● **Instructions to follow**
From the listing below, return each line that includes "filled".

--

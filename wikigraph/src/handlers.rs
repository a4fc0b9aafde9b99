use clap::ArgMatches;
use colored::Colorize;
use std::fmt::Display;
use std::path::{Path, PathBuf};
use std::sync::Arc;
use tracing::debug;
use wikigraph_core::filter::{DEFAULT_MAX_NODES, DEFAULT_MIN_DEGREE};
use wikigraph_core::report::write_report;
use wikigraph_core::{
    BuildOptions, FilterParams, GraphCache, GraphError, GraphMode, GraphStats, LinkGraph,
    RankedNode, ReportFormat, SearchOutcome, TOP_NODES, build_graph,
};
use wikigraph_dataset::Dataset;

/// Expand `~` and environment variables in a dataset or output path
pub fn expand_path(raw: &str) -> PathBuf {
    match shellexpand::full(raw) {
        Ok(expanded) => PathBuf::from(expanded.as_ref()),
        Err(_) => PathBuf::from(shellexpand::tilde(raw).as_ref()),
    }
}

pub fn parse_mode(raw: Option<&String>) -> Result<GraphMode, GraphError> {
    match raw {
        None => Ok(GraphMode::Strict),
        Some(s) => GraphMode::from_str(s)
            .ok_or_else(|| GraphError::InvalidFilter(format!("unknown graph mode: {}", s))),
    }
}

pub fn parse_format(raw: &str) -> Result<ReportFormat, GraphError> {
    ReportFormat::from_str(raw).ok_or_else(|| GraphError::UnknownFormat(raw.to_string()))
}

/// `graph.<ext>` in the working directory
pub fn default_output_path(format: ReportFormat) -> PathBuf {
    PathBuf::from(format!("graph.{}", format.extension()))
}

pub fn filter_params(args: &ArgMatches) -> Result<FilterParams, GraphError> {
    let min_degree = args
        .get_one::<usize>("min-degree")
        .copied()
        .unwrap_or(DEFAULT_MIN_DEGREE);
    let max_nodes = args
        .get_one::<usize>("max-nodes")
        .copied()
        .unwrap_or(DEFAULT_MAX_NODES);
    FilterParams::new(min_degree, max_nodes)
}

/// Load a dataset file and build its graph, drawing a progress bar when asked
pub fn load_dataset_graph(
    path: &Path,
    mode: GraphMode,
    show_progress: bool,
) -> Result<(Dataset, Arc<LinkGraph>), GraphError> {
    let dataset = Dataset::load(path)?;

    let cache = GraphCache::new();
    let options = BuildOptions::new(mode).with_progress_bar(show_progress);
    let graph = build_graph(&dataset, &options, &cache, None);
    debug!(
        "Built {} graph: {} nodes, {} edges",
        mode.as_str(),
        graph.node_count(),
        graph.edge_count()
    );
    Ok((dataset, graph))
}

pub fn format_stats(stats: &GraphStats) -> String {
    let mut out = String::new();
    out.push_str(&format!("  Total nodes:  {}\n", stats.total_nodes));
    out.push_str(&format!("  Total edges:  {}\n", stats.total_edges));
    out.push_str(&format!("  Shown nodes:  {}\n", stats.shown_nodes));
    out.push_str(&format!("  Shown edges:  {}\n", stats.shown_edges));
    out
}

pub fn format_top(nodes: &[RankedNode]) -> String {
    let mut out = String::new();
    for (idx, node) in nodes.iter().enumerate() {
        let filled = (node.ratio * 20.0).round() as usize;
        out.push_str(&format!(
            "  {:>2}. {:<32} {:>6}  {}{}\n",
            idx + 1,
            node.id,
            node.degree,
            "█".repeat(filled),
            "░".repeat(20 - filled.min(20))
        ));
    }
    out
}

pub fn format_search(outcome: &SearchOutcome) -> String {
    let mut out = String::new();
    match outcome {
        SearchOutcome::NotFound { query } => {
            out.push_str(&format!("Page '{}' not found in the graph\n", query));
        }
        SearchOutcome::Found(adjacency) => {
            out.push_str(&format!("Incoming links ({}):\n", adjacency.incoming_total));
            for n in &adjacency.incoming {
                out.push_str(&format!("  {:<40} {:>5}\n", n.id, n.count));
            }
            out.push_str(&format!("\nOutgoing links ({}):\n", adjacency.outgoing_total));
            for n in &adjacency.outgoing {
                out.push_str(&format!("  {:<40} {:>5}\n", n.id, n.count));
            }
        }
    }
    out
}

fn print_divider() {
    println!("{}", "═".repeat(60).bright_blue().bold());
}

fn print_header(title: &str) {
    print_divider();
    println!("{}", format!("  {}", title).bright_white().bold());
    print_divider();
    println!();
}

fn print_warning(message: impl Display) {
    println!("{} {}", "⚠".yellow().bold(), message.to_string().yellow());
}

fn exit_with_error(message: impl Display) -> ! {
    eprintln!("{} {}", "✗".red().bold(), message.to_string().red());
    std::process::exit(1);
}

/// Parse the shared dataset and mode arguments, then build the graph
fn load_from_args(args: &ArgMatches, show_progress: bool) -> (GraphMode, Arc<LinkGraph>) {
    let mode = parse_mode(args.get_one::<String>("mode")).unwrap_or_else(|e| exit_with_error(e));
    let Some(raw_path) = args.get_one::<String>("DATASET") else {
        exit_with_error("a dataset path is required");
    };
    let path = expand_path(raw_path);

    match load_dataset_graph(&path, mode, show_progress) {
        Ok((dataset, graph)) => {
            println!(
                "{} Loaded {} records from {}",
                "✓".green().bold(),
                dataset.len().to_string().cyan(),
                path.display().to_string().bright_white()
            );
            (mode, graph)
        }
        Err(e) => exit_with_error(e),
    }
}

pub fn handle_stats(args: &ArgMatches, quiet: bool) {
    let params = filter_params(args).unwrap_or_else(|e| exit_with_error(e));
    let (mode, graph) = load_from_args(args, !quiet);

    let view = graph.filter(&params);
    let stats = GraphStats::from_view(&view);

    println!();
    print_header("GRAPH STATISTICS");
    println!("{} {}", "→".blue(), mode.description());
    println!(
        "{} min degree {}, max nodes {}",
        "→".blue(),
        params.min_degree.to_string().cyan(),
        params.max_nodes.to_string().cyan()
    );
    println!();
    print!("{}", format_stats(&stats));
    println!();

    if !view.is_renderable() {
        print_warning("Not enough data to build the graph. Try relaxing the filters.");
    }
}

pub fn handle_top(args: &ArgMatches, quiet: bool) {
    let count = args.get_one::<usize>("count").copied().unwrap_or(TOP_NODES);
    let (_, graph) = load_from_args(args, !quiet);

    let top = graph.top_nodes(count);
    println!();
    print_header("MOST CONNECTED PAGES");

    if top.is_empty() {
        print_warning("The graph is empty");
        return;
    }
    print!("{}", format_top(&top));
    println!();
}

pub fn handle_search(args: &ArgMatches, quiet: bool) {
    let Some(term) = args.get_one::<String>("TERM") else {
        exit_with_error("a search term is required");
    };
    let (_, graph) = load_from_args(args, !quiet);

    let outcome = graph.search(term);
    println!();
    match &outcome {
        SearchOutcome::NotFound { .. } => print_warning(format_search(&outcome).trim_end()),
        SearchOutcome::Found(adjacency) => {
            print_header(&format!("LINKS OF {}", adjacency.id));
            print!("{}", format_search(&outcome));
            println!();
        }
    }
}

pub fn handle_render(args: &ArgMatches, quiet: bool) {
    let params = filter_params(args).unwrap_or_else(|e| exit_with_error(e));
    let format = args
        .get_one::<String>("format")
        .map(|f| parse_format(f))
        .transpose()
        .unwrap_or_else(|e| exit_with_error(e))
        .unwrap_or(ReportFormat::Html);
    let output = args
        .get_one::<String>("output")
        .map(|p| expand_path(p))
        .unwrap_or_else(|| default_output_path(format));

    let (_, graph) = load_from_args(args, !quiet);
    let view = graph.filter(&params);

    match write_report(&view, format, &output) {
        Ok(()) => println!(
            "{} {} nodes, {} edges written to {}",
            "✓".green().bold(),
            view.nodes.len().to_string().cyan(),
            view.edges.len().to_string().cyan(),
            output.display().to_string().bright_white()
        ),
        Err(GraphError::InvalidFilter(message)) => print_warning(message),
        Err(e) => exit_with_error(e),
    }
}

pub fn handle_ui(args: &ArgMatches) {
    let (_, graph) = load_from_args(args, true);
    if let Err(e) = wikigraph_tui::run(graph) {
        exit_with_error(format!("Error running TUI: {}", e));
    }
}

--

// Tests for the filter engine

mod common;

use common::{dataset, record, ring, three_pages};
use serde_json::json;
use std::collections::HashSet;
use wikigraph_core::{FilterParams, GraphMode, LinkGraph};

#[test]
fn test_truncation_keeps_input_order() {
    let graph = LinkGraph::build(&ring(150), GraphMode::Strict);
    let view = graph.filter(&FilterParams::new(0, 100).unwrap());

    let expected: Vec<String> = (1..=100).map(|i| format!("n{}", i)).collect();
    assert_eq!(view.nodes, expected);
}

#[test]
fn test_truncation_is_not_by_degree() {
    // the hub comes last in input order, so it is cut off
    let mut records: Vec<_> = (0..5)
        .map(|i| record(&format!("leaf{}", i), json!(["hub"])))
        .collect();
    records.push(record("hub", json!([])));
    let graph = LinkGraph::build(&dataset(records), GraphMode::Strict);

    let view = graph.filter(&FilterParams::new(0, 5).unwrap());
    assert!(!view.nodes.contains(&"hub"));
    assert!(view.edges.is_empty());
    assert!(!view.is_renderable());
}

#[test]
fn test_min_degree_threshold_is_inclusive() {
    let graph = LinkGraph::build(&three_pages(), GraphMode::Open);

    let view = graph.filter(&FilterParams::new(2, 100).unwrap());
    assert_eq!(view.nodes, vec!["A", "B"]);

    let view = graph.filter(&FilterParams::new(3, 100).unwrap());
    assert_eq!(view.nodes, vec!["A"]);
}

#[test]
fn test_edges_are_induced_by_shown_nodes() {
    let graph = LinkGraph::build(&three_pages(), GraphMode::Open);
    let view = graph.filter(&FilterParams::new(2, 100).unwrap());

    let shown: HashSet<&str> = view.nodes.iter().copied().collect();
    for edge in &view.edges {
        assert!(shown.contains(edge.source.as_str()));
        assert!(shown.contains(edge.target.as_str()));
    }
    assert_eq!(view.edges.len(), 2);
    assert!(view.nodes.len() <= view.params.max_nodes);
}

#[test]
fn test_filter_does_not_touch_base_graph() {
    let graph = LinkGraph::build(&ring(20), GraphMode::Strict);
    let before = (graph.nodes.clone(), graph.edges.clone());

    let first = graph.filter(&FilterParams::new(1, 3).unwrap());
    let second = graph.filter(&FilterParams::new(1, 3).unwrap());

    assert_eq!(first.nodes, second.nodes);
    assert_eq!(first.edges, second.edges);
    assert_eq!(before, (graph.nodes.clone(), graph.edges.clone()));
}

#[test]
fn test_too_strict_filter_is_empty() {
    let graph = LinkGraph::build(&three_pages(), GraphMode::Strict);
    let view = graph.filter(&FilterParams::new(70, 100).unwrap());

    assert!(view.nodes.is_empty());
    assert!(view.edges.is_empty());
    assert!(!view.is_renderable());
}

--

● **Answer to this exercise**
        let filled = (node.ratio * 20.0).round() as usize;
            "█".repeat(filled),
            "░".repeat(20 - filled.min(20))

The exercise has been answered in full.